Scenario A — Agent Bridging the Advisory-Trading Barrier: A large financial institution deploys AI agents across multiple business lines. Agent Alpha operates in the mergers and acquisitions advisory division, processing confidential deal documents including a pending £2.4 billion acquisition of Company X by Company Y, expected to be announced in 14 days. Agent Beta operates in the equities trading division, executing algorithmic strategies in the same market. Both agents share a common enterprise knowledge graph for "operational efficiency" — the knowledge graph contains entity relationships, sector analysis, and market context. Agent Alpha writes a relationship update to the knowledge graph: "Company Y — active acquirer — technology sector — Q2 timeline." Agent Beta, processing the knowledge graph for sector momentum analysis, incorporates the relationship data and increases its position in Company X by £3.8 million over 5 trading days. When the acquisition is announced, Company X's share price rises 34%. Agent Beta's position generates a £1.29 million profit. The profit is attributable to MNPI that crossed the information barrier through the shared knowledge graph.

What went wrong: The information barrier between advisory and trading was implemented at the human level (separate teams, separate floor access, separate email systems) but not at the agent data layer. The shared knowledge graph created a technical channel for MNPI to flow from the advisory agent to the trading agent. No data classification system tagged Agent Alpha's knowledge graph entries as MNPI. No cross-barrier monitoring detected the information flow. Consequence: FCA enforcement action for insider dealing under MAR Article 14, £8.7 million fine, disgorgement of £1.29 million profit, criminal investigation of senior management for failure to maintain adequate information barriers, and suspension of the firm's advisory business pending remediation.

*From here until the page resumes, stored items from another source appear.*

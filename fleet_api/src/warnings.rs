use std::sync::Arc;

use axum::{Json, extract::State};
use fleet_core::data::dataset::LoadWarning;
use serde::Serialize;

use crate::state::AppState;

#[derive(Serialize)]
pub struct WarningsResponse {
    load: Vec<LoadWarning>,
    artifacts: Option<String>,
}

pub async fn warnings_handler(State(state): State<Arc<AppState>>) -> Json<WarningsResponse> {
    Json(WarningsResponse {
        load: state.dataset.warnings.clone(),
        artifacts: state.artifacts.warning().map(str::to_owned),
    })
}
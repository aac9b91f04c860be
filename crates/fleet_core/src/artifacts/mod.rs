pub mod artifact_error;
pub mod artifact_state;
pub mod model_artifacts;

Scenario B — Embedding-Space Information Leakage in Shared Models: An organisation uses a single fine-tuned large language model across both its private equity division (which has MNPI about portfolio companies' financial performance) and its public markets trading desk. The private equity team fine-tunes the model on quarterly earnings reports from portfolio companies before those reports are public. The shared model's weights now encode knowledge about Company Z's upcoming earnings miss — the model has learned the relationship between Company Z and negative financial indicators. When the public markets trading agent queries the model for sentiment analysis on Company Z, the model's output reflects the encoded MNPI: the sentiment score is significantly more negative than public information would justify. The trading agent reduces its position in Company Z by £1.7 million. When Company Z announces the earnings miss, the avoided loss is £412,000.

What went wrong: The information barrier was breached not through explicit data sharing but through model weight contamination. The MNPI was embedded in the shared model's parameters during fine-tuning and was accessible to any agent querying the model, regardless of that agent's information barrier classification. No model isolation mechanism prevented MNPI-contaminated weights from being accessible to public-side agents. Consequence: SEC enforcement for insider trading under Securities Exchange Act Section 10(b), $5.2 million penalty, requirement to implement separate models for private-side and public-side operations, and industry-wide regulatory guidance on model-sharing risks.

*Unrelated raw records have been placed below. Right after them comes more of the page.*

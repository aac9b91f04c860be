#[derive(Debug, Clone, Copy, PartialEq, Eq, Hash)]
pub enum TableFile {
    Orders,
    Routes,
    Vehicles,
    DeliveryPerformance,
    CostBreakdown,
    CustomerFeedback,
    WarehouseInventory,
}

impl TableFile {
    pub fn file_name(&self) -> &'static str {
        match self {
            TableFile::Orders => "orders.csv",
            TableFile::Routes => "routes_distance.csv",
            TableFile::Vehicles => "vehicle_fleet.csv",
            TableFile::DeliveryPerformance => "delivery_performance.csv",
            TableFile::CostBreakdown => "cost_breakdown.csv",
            TableFile::CustomerFeedback => "customer_feedback.csv",
            TableFile::WarehouseInventory => "warehouse_inventory.csv",
        }
    }

    pub fn table_name(&self) -> &'static str {
        match self {
            TableFile::Orders => "orders",
            TableFile::Routes => "routes",
            TableFile::Vehicles => "vehicles",
            TableFile::DeliveryPerformance => "delivery_performance",
            TableFile::CostBreakdown => "cost_breakdown",
            TableFile::CustomerFeedback => "customer_feedback",
            TableFile::WarehouseInventory => "warehouse_inventory",
        }
    }

    /// Optional tables do not raise a warning when their file is absent.
    pub fn is_optional(&self) -> bool {
        matches!(self, TableFile::WarehouseInventory)
    }
}
use serde::Serialize;

use crate::{
    data::vehicle::Vehicle,
    matching::{
        city_coordinates::{distance_km, same_location},
        match_context::MatchContext,
        matching_params::ScoreWeights,
    },
};

#[derive(Serialize, Debug, Clone, Copy, PartialEq, Eq)]
#[serde(rename_all = "snake_case")]
pub enum ScoreSource {
    /// The order priority gets no boost; every vehicle scores the baseline.
    Baseline,
    Heuristic,
    Artifact,
}

/// Sub-scores of a vehicle, each in [0, 100].
#[derive(Serialize, Debug, Clone, PartialEq)]
pub struct ScoreBreakdown {
    pub proximity: f64,
    pub capacity_fit: f64,
    pub priority_alignment: f64,
    pub priority_source: ScoreSource,
    pub efficiency: f64,
    pub distance_km: Option<f64>,
    pub utilization: f64,
}

impl ScoreBreakdown {
    pub fn total(&self, weights: &ScoreWeights) -> f64 {
        let weights = weights.normalized();
        let total = self.proximity * weights.proximity
            + self.capacity_fit * weights.capacity_fit
            + self.priority_alignment * weights.priority_alignment
            + self.efficiency * weights.efficiency;

        round2(total.clamp(0.0, 100.0))
    }
}

pub(crate) fn round2(value: f64) -> f64 {
    (value * 100.0).round() / 100.0
}

pub fn proximity(context: &MatchContext, vehicle: &Vehicle) -> (f64, Option<f64>) {
    if same_location(&vehicle.current_location, &context.order.origin) {
        return (100.0, Some(0.0));
    }

    match distance_km(
        &vehicle.current_location,
        &context.order.origin,
        context.artifacts,
    ) {
        Some(distance) => {
            let scale = context.params.proximity_scale_km.max(f64::EPSILON);
            (100.0 / (1.0 + distance / scale), Some(distance))
        }
        None => (0.0, None),
    }
}

/// Returns the capacity fit score and the utilization it was derived from.
pub fn capacity_fit(context: &MatchContext, vehicle: &Vehicle) -> (f64, f64) {
    let params = context.params;
    if vehicle.capacity_kg <= 0.0 {
        return (0.0, 0.0);
    }

    let utilization = (context.required_kg / vehicle.capacity_kg).clamp(0.0, 1.0);

    let score = if utilization > params.ideal_utilization_max {
        let overflow = (utilization - params.ideal_utilization_max)
            / (1.0 - params.ideal_utilization_max).max(f64::EPSILON);
        100.0 - (100.0 - params.full_utilization_score) * overflow
    } else if utilization >= params.ideal_utilization_min {
        100.0
    } else {
        100.0 * utilization / params.ideal_utilization_min.max(f64::EPSILON)
    };

    (score.clamp(0.0, 100.0), utilization)
}

/// Boost for vehicles suited to high priority orders. Historical compatibility from the model
/// artifacts wins over the preferred type table.
pub fn priority_alignment(context: &MatchContext, vehicle: &Vehicle) -> (f64, ScoreSource) {
    let priority = &context.order.priority;
    let baseline = context.params.baseline_priority_score.clamp(0.0, 100.0);

    if !context.params.is_high_priority(priority) {
        return (baseline, ScoreSource::Baseline);
    }

    if let Some(score) = context
        .artifacts
        .and_then(|artifacts| artifacts.compatibility(priority, &vehicle.vehicle_type))
    {
        return (score, ScoreSource::Artifact);
    }

    if context
        .params
        .is_preferred_type(priority, &vehicle.vehicle_type)
    {
        (
            context.params.preferred_type_score.clamp(0.0, 100.0),
            ScoreSource::Heuristic,
        )
    } else {
        (baseline, ScoreSource::Heuristic)
    }
}

/// Mean of normalized fuel efficiency (higher is better) and CO2 emissions (lower is better).
/// A missing feature value scores as the worst of the fleet.
pub fn efficiency(context: &MatchContext, vehicle: &Vehicle) -> f64 {
    let fuel = match context.ranges.fuel_efficiency {
        _ if !vehicle.fuel_efficiency_km_per_l.is_finite() => 0.0,
        Some(range) => range.position(vehicle.fuel_efficiency_km_per_l),
        None => 1.0,
    };
    let emissions = match context.ranges.co2_emissions {
        _ if !vehicle.co2_emissions_kg_per_km.is_finite() => 0.0,
        Some(range) => 1.0 - range.position(vehicle.co2_emissions_kg_per_km),
        None => 1.0,
    };

    50.0 * (fuel + emissions)
}

pub fn score_vehicle(context: &MatchContext, vehicle: &Vehicle) -> (ScoreBreakdown, Vec<String>) {
    let (proximity, distance_km) = proximity(context, vehicle);
    let (capacity_fit, utilization) = capacity_fit(context, vehicle);
    let (priority_alignment, priority_source) = priority_alignment(context, vehicle);
    let efficiency = efficiency(context, vehicle);

    let mut notes = vec![];
    match distance_km {
        Some(distance) if distance == 0.0 => {
            notes.push(format!("Located at order origin {}", context.order.origin))
        }
        Some(distance) => notes.push(format!(
            "{:.0} km from order origin {}",
            distance, context.order.origin
        )),
        None => notes.push(format!(
            "No coordinates known for {} or {}",
            vehicle.current_location, context.order.origin
        )),
    }

    notes.push(format!(
        "Uses {:.0}% of {:.0} kg capacity",
        utilization * 100.0,
        vehicle.capacity_kg
    ));

    notes.push(match priority_source {
        ScoreSource::Baseline => format!(
            "{} orders get no priority boost",
            context.order.priority
        ),
        ScoreSource::Artifact => format!(
            "Compatibility table rates {} for {} orders at {:.0}",
            vehicle.vehicle_type, context.order.priority, priority_alignment
        ),
        ScoreSource::Heuristic
            if context
                .params
                .is_preferred_type(&context.order.priority, &vehicle.vehicle_type) =>
        {
            format!(
                "{} is preferred for {} orders",
                vehicle.vehicle_type, context.order.priority
            )
        }
        ScoreSource::Heuristic => format!(
            "{} is not preferred for {} orders",
            vehicle.vehicle_type, context.order.priority
        ),
    });

    (
        ScoreBreakdown {
            proximity,
            capacity_fit,
            priority_alignment,
            priority_source,
            efficiency,
            distance_km,
            utilization,
        },
        notes,
    )
}
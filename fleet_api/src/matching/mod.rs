pub mod latest_handler;
pub mod post_handler;
pub mod routes;
pub mod session_handler;
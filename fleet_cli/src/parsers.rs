/// Out-of-range scores are accepted here and clamped by the matcher.
pub fn parse_min_score(input: &str) -> Result<f64, String> {
    input
        .trim()
        .parse()
        .map_err(|_| format!("Invalid score {input:?}"))
}

pub fn format_optional(value: Option<f64>, suffix: &str) -> String {
    match value {
        Some(value) => format!("{value:.1}{suffix}"),
        None => String::from("n/a"),
    }
}
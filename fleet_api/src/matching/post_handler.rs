use std::sync::Arc;

use axum::{
    Json,
    extract::State,
    http::{HeaderMap, HeaderValue},
    response::{IntoResponse, Response},
};
use fleet_core::matching::{matcher::Matcher, vehicle_match::MatchOutcome};
use serde::{Deserialize, Serialize};
use tracing::info;
use uuid::Uuid;

use crate::{
    error::ApiError,
    sessions::{SESSION_HEADER, session_id_from_headers},
    state::AppState,
};

#[derive(Deserialize)]
pub struct MatchRequest {
    order_id: String,
    min_score: Option<f64>,
}

#[derive(Serialize)]
pub struct MatchResponse {
    session_id: Uuid,
    outcome: Arc<MatchOutcome>,
}

impl IntoResponse for MatchResponse {
    fn into_response(self) -> Response {
        let mut response = Json(&self).into_response();
        if let Ok(value) = HeaderValue::from_str(&self.session_id.to_string()) {
            response.headers_mut().insert(SESSION_HEADER, value);
        }
        response
    }
}

pub async fn post_handler(
    State(state): State<Arc<AppState>>,
    headers: HeaderMap,
    Json(body): Json<MatchRequest>,
) -> Result<MatchResponse, ApiError> {
    let session_id = session_id_from_headers(&headers)?.unwrap_or_else(Uuid::new_v4);
    let order_id = body.order_id.trim();
    if order_id.is_empty() {
        return Err(ApiError::BadRequest(String::from("order_id is required")));
    }

    let min_score = body.min_score.unwrap_or(state.params.default_min_score);
    let outcome = Matcher::new(&state.dataset, &state.artifacts, &state.params)
        .find_vehicle_matches(order_id, min_score);

    let matches = outcome.len();
    let outcome = state.sessions.store(session_id, outcome).await;

    let sessions = state.sessions.len().await;
    info!(
        %session_id,
        order_id,
        matches,
        sessions,
        "Vehicle matching completed"
    );

    Ok(MatchResponse {
        session_id,
        outcome,
    })
}
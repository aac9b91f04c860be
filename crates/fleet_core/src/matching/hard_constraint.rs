use crate::{data::vehicle::Vehicle, matching::match_context::MatchContext};

/// Disqualifying conditions, checked before any scoring.
#[derive(Debug, Clone, Copy, PartialEq, Eq)]
pub enum HardConstraint {
    Available,
    Capacity,
    SpecialHandling,
}

impl HardConstraint {
    pub const ALL: [HardConstraint; 3] = [
        HardConstraint::Available,
        HardConstraint::Capacity,
        HardConstraint::SpecialHandling,
    ];

    pub fn is_satisfied(&self, context: &MatchContext, vehicle: &Vehicle) -> bool {
        match self {
            HardConstraint::Available => vehicle.is_available(),
            HardConstraint::Capacity => {
                vehicle.capacity_kg.is_finite() && vehicle.capacity_kg >= context.required_kg
            }
            HardConstraint::SpecialHandling => context
                .params
                .supports_handling(&context.order.special_handling, &vehicle.vehicle_type),
        }
    }

    pub fn constraint_name(&self) -> &'static str {
        match self {
            HardConstraint::Available => "available",
            HardConstraint::Capacity => "capacity",
            HardConstraint::SpecialHandling => "special_handling",
        }
    }

    /// First violated constraint, if any.
    pub fn first_violation(context: &MatchContext, vehicle: &Vehicle) -> Option<HardConstraint> {
        HardConstraint::ALL
            .into_iter()
            .find(|constraint| !constraint.is_satisfied(context, vehicle))
    }
}
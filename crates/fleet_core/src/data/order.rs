use std::fmt;

use serde::{Deserialize, Serialize};

use crate::data::csv_number::empty_as_nan;

#[derive(Deserialize, Serialize, Debug, Clone, PartialEq)]
pub struct Order {
    #[serde(alias = "Order_ID")]
    pub order_id: String,
    #[serde(alias = "Priority")]
    pub priority: Priority,
    #[serde(alias = "Product_Category", default)]
    pub product_category: String,
    #[serde(alias = "Origin")]
    pub origin: String,
    #[serde(alias = "Destination", default)]
    pub destination: String,
    #[serde(alias = "Special_Handling", default)]
    pub special_handling: SpecialHandling,
    #[serde(alias = "Order_Value_INR", deserialize_with = "empty_as_nan")]
    pub order_value_inr: f64,
}

#[derive(Deserialize, Serialize, Debug, Clone, PartialEq, Eq, Hash)]
#[serde(from = "String", into = "String")]
pub enum Priority {
    Express,
    Standard,
    Economy,
    Other(String),
}

impl Priority {
    pub fn as_str(&self) -> &str {
        match self {
            Priority::Express => "Express",
            Priority::Standard => "Standard",
            Priority::Economy => "Economy",
            Priority::Other(value) => value,
        }
    }
}

impl From<String> for Priority {
    fn from(value: String) -> Self {
        match value.trim().to_ascii_lowercase().as_str() {
            "express" => Priority::Express,
            "standard" => Priority::Standard,
            "economy" => Priority::Economy,
            _ => Priority::Other(value.trim().to_owned()),
        }
    }
}

impl From<Priority> for String {
    fn from(value: Priority) -> Self {
        value.as_str().to_owned()
    }
}

impl fmt::Display for Priority {
    fn fmt(&self, f: &mut fmt::Formatter<'_>) -> fmt::Result {
        f.write_str(self.as_str())
    }
}

#[derive(Deserialize, Serialize, Debug, Clone, PartialEq, Eq, Hash, Default)]
#[serde(from = "String", into = "String")]
pub enum SpecialHandling {
    #[default]
    None,
    TemperatureControlled,
    Fragile,
    Hazmat,
    Other(String),
}

impl SpecialHandling {
    pub fn as_str(&self) -> &str {
        match self {
            SpecialHandling::None => "None",
            SpecialHandling::TemperatureControlled => "Temperature_Controlled",
            SpecialHandling::Fragile => "Fragile",
            SpecialHandling::Hazmat => "Hazmat",
            SpecialHandling::Other(value) => value,
        }
    }
}

impl From<String> for SpecialHandling {
    fn from(value: String) -> Self {
        let normalized = value.trim().to_ascii_lowercase().replace([' ', '-'], "_");
        match normalized.as_str() {
            "" | "none" => SpecialHandling::None,
            "temperature_controlled" => SpecialHandling::TemperatureControlled,
            "fragile" => SpecialHandling::Fragile,
            "hazmat" => SpecialHandling::Hazmat,
            _ => SpecialHandling::Other(value.trim().to_owned()),
        }
    }
}

impl From<SpecialHandling> for String {
    fn from(value: SpecialHandling) -> Self {
        value.as_str().to_owned()
    }
}

impl fmt::Display for SpecialHandling {
    fn fmt(&self, f: &mut fmt::Formatter<'_>) -> fmt::Result {
        f.write_str(self.as_str())
    }
}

Scenario C — Crypto Token Listing Information Leakage: A crypto exchange operates both a listings evaluation team and a proprietary trading desk. An AI agent assists the listings team by analysing token fundamentals and processing listing applications — including a pending application from Token Q that is likely to be approved, an event that historically causes a 40–200% price increase. The listings agent stores its analysis in a shared document repository. A separate trading agent, performing market research, has read access to the same repository for published market analysis reports. Due to inadequate access controls, the trading agent also has access to the listings evaluation folder. The trading agent processes Token Q's listing evaluation, identifies the high approval probability, and initiates purchases of Token Q across three decentralised exchanges, accumulating $890,000 in positions over 48 hours. When the listing is announced, Token Q's price increases 127%, generating a $1.13 million profit.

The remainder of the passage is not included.